Nos maîtres feraient volontiers une autre semaine sanglante, un nouveau ùai 71 plutôt que d’abandonner une parcelle de leurs privilèges.

Nous sommes des soldats. C’est sur nous que la bourgeoisie compte pour la protéger et la défendre contre vos revendications.

La bourgeoisie se trompe ! Nous sommes des vôtres. On n’est pas parvenu à pourrir notre cœur. Nous restons avec vous.

Prolétaires,

Nous nous souvenons de nos aînés qui, au 18 mars 71, passèrent dans les rangs du peuple révolté et collèrent au mur deux généraux.

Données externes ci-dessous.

//! Climate-change allowance for design flows
//!
//! Culverts on forest roads are expected to outlive today's hydrology. The
//! allowance is applied as a multiplier on the required waterway area, chosen
//! from a fixed set of planning horizons (or supplied directly, as long as it
//! never drops below 1.0).

use rustc_hash::FxHashMap;
use serde::{Deserialize, Serialize};

use crate::error::ValidationError;

/// Planning horizon the crossing is designed for
#[derive(Debug, Clone, Copy, PartialEq, Eq, Hash, Default, Serialize, Deserialize)]
pub enum PlanningHorizon {
    /// Present to 2030
    #[default]
    #[serde(rename = "present_2030")]
    Present2030,
    /// Mid-century (2050)
    #[serde(rename = "mid_2050")]
    Mid2050,
    /// 2080 and beyond, coastal watersheds
    #[serde(rename = "late_2080_coastal")]
    Late2080Coastal,
    /// 2080 and beyond, interior watersheds
    #[serde(rename = "late_2080_interior")]
    Late2080Interior,
}

impl PlanningHorizon {
    /// All horizons in display order
    pub const ALL: [PlanningHorizon; 4] = [
        PlanningHorizon::Present2030,
        PlanningHorizon::Mid2050,
        PlanningHorizon::Late2080Coastal,
        PlanningHorizon::Late2080Interior,
    ];

    /// Stable key used by the form layer
    pub fn key(self) -> &'static str {
        match self {
            PlanningHorizon::Present2030 => "present_2030",
            PlanningHorizon::Mid2050 => "mid_2050",
            PlanningHorizon::Late2080Coastal => "late_2080_coastal",
            PlanningHorizon::Late2080Interior => "late_2080_interior",
        }
    }

    /// Look a horizon up by its [`key`](Self::key)
    pub fn from_key(key: &str) -> Option<Self> {
        Self::ALL.into_iter().find(|horizon| horizon.key() == key)
    }

    /// The preset for this horizon
    pub fn preset(self) -> ClimatePreset {
        match self {
            PlanningHorizon::Present2030 => ClimatePreset {
                label: "Present - 2030",
                factor: 1.10,
                description: "Near-term design life; modest increase in peak flows",
            },
            PlanningHorizon::Mid2050 => ClimatePreset {
                label: "2050",
                factor: 1.20,
                description: "Typical permanent crossing design life",
            },
            PlanningHorizon::Late2080Coastal => ClimatePreset {
                label: "2080+ (coastal)",
                factor: 1.30,
                description: "Long-lived structures in rain-dominated coastal watersheds",
            },
            PlanningHorizon::Late2080Interior => ClimatePreset {
                label: "2080+ (interior)",
                factor: 1.25,
                description: "Long-lived structures in snowmelt-dominated interior watersheds",
            },
        }
    }
}

/// Display data for one planning horizon
#[derive(Debug, Clone, Copy, PartialEq, Serialize)]
pub struct ClimatePreset {
    pub label: &'static str,
    pub factor: f64,
    pub description: &'static str,
}

/// All climate presets keyed by planning horizon, for populating the form.
pub fn climate_factor_presets() -> FxHashMap<PlanningHorizon, ClimatePreset> {
    PlanningHorizon::ALL
        .into_iter()
        .map(|horizon| (horizon, horizon.preset()))
        .collect()
}

/// Climate allowance applied to the California Method area
#[derive(Debug, Clone, Copy, PartialEq, Serialize, Deserialize)]
pub struct ClimateFactorConfig {
    pub planning_horizon: PlanningHorizon,
    /// Area multiplier, never below 1.0
    pub area_multiplier: f64,
}

impl ClimateFactorConfig {
    /// Use the preset multiplier for a horizon
    pub fn from_preset(planning_horizon: PlanningHorizon) -> Self {
        Self {
            planning_horizon,
            area_multiplier: planning_horizon.preset().factor,
        }
    }

    /// Use a site-specific multiplier
    ///
    /// # Errors
    /// Returns [`ValidationError`] if `area_multiplier` is not finite or is below 1.0.
    pub fn with_multiplier(
        planning_horizon: PlanningHorizon,
        area_multiplier: f64,
    ) -> Result<Self, ValidationError> {
        let config = Self {
            planning_horizon,
            area_multiplier,
        };
        config.validate()?;
        Ok(config)
    }

    /// Check the multiplier invariant.
    ///
    /// Deserialized configs bypass the constructors, so the calculator calls
    /// this before using one.
    ///
    /// # Errors
    /// Returns [`ValidationError`] if the multiplier is not finite or is below 1.0.
    pub fn validate(&self) -> Result<(), ValidationError> {
        if !self.area_multiplier.is_finite() {
            return Err(ValidationError::non_finite(
                "climate multiplier",
                self.area_multiplier,
            ));
        }
        if self.area_multiplier < 1.0 {
            return Err(ValidationError::out_of_range(
                "climate multiplier",
                "must be at least 1.0",
                self.area_multiplier,
            ));
        }
        Ok(())
    }
}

Quand, las d’être pressurés, volés, affamés, vous voudrez jeter bas la bourgeoisie, reprendre possession de la terre et des instruments de travail, quand vous voudrez jouir enfin de la liberté, avoir votre part de soleil, nous ne marcherons pas contre vous.

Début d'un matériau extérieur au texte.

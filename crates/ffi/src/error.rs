use culvert_core::ValidationError;
use std::cell::RefCell;
use std::ffi::CString;
use std::os::raw::c_char;
use std::ptr;

/// Common interface for FFI error types.
///
/// - `code()` - Returns the error code to be passed across FFI boundary
/// - `msg()` - Returns the error message for diagnostic purposes
pub(crate) trait CulvertError {
    /// Returns the error code to be returned across the FFI boundary.
    fn code(&self) -> CulvertErrorCode;

    /// Returns the human-readable error message.
    fn msg(&self) -> &str;
}

/// Default implementation of `CulvertError` for common FFI error scenarios.
#[derive(Debug, Clone, PartialEq, Eq)]
pub(crate) struct DefaultCulvertError {
    code: CulvertErrorCode,
    msg: String,
}

impl DefaultCulvertError {
    /// Create error for null pointer passed where non-null required.
    ///
    /// # Arguments
    /// * `param_name` - The name of the parameter that was null (e.g., `"out_result"`)
    pub fn null_pointer(param_name: &str) -> Self {
        Self {
            code: CulvertErrorCode::NullPointer,
            msg: format!("Parameter '{param_name}' cannot be null"),
        }
    }

    /// Create error for invalid parameter.
    ///
    /// # Arguments
    /// * `message` - Description of the error
    pub fn invalid_parameter(message: String) -> Self {
        Self {
            code: CulvertErrorCode::InvalidParameter,
            msg: message,
        }
    }

    /// Create error for an index past the end of a table.
    ///
    /// # Arguments
    /// * `index` - The requested index
    /// * `len` - Number of entries available
    pub fn index_out_of_range(index: usize, len: usize) -> Self {
        Self {
            code: CulvertErrorCode::IndexOutOfRange,
            msg: format!("Index {index} out of range for table of {len} entries"),
        }
    }
}

impl From<ValidationError> for DefaultCulvertError {
    fn from(error: ValidationError) -> Self {
        Self {
            code: CulvertErrorCode::ValidationFailed,
            msg: error.to_string(),
        }
    }
}

impl CulvertError for DefaultCulvertError {
    fn code(&self) -> CulvertErrorCode {
        self.code
    }

    fn msg(&self) -> &str {
        &self.msg
    }
}

/// FFI error codes returned by culvert sizing functions.
/// Follows standard C convention: 0 = success, non-zero = error.
#[repr(C)]
#[derive(Debug, Clone, Copy, PartialEq, Eq)]
pub enum CulvertErrorCode {
    /// Operation completed successfully.
    Ok = 0,

    /// Invalid pointer: null pointer passed where non-null required.
    NullPointer = 1,

    /// Invalid parameter passed to function (bad enum value, malformed JSON, bad UTF-8).
    InvalidParameter = 2,

    /// A measurement or sizing input was missing, non-finite or not positive.
    ValidationFailed = 3,

    /// Table index past the last entry.
    IndexOutOfRange = 4,
}

impl From<DefaultCulvertError> for CulvertErrorCode {
    fn from(error: DefaultCulvertError) -> Self {
        error.code
    }
}

thread_local! {
    /// Thread-local storage for the most recent FFI error (C string, error code).
    /// The CString is stored to keep the returned pointer valid.
    static LAST_ERROR: RefCell<(Option<CString>, CulvertErrorCode)> = const { RefCell::new((None, CulvertErrorCode::Ok)) };
}

/// Internal helper to read `LAST_ERROR` thread-local storage (cstring, code).
pub(crate) fn with_last_error<F, R>(f: F) -> R
where
    F: FnOnce(&(Option<CString>, CulvertErrorCode)) -> R,
{
    LAST_ERROR.with_borrow(f)
}

/// Internal helper to mutate `LAST_ERROR` thread-local storage (cstring, code).
pub(crate) fn with_last_error_mut<F, R>(f: F) -> R
where
    F: FnOnce(&mut (Option<CString>, CulvertErrorCode)) -> R,
{
    LAST_ERROR.with_borrow_mut(f)
}

/// Retrieve the most recent FFI error message as a null-terminated C string.
///
/// Returns:
/// - A borrowed pointer to the error message if the last call on this thread failed.
/// - `null` if the last call succeeded.
///
/// # Lifetime
/// The returned pointer is valid until the next FFI call on this thread.
///
/// **DO NOT FREE THIS POINTER** - it is managed internally.
///
/// Example:
/// ```cpp
/// CulvertResultC result;
/// CulvertErrorCode err = culvert_calculate(&request, &result);
/// if (err != Ok) {
///     const char* error = culvert_get_last_error();
///     if (error) {
///         printf("Sizing failed: %s\n", error);
///     }
/// }
/// ```
#[no_mangle]
pub extern "C" fn culvert_get_last_error() -> *const c_char {
    with_last_error(|(cstring, _code)| cstring.as_ref().map_or(ptr::null(), |cs| cs.as_ptr()))
}

/// Retrieve the most recent FFI error code.
///
/// Returns `CulvertErrorCode::Ok` (0) if the last call on this thread succeeded.
#[no_mangle]
pub extern "C" fn culvert_get_last_error_code() -> CulvertErrorCode {
    with_last_error(|(_cstring, code)| *code)
}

Nos maîtres se sont déclarés satisfaits quand, à Fourmies, les Lebel dirigés sur le peuple, massacraient des ouvriers, blessaient femmes et enfants, trouaient la blanche poitrine d’une jeune fille.

Nous n’imiterons pas ces soldats abrutis par la discipline.

Nous serions des lâches, des traîtres, des assassins. Nous sommes des révoltés, des justiciers.

Nous serons des vengeurs !

Quand on nous donnera l’ordre de faire feu, nous dirigerons le canon de nos fusils sur les charognes galonnées qui nous commandent.

Vive la révolution sociale ! Vive l’anarchie !

Impr. de la Liberté, route de la Révolution


sources :

Rédigée par Weil au sein du club « L’Autonomie » de Londres ? et interdite en février 1893 (http://raforum.info/dissertations/IMG/pdf/Sources_imprimees.pdf p. 24).

Édouard Walter, Fournier et Heitmann ont été poursuivis, à Saint-Omer, pour cette affiche diffusée en mars 1893.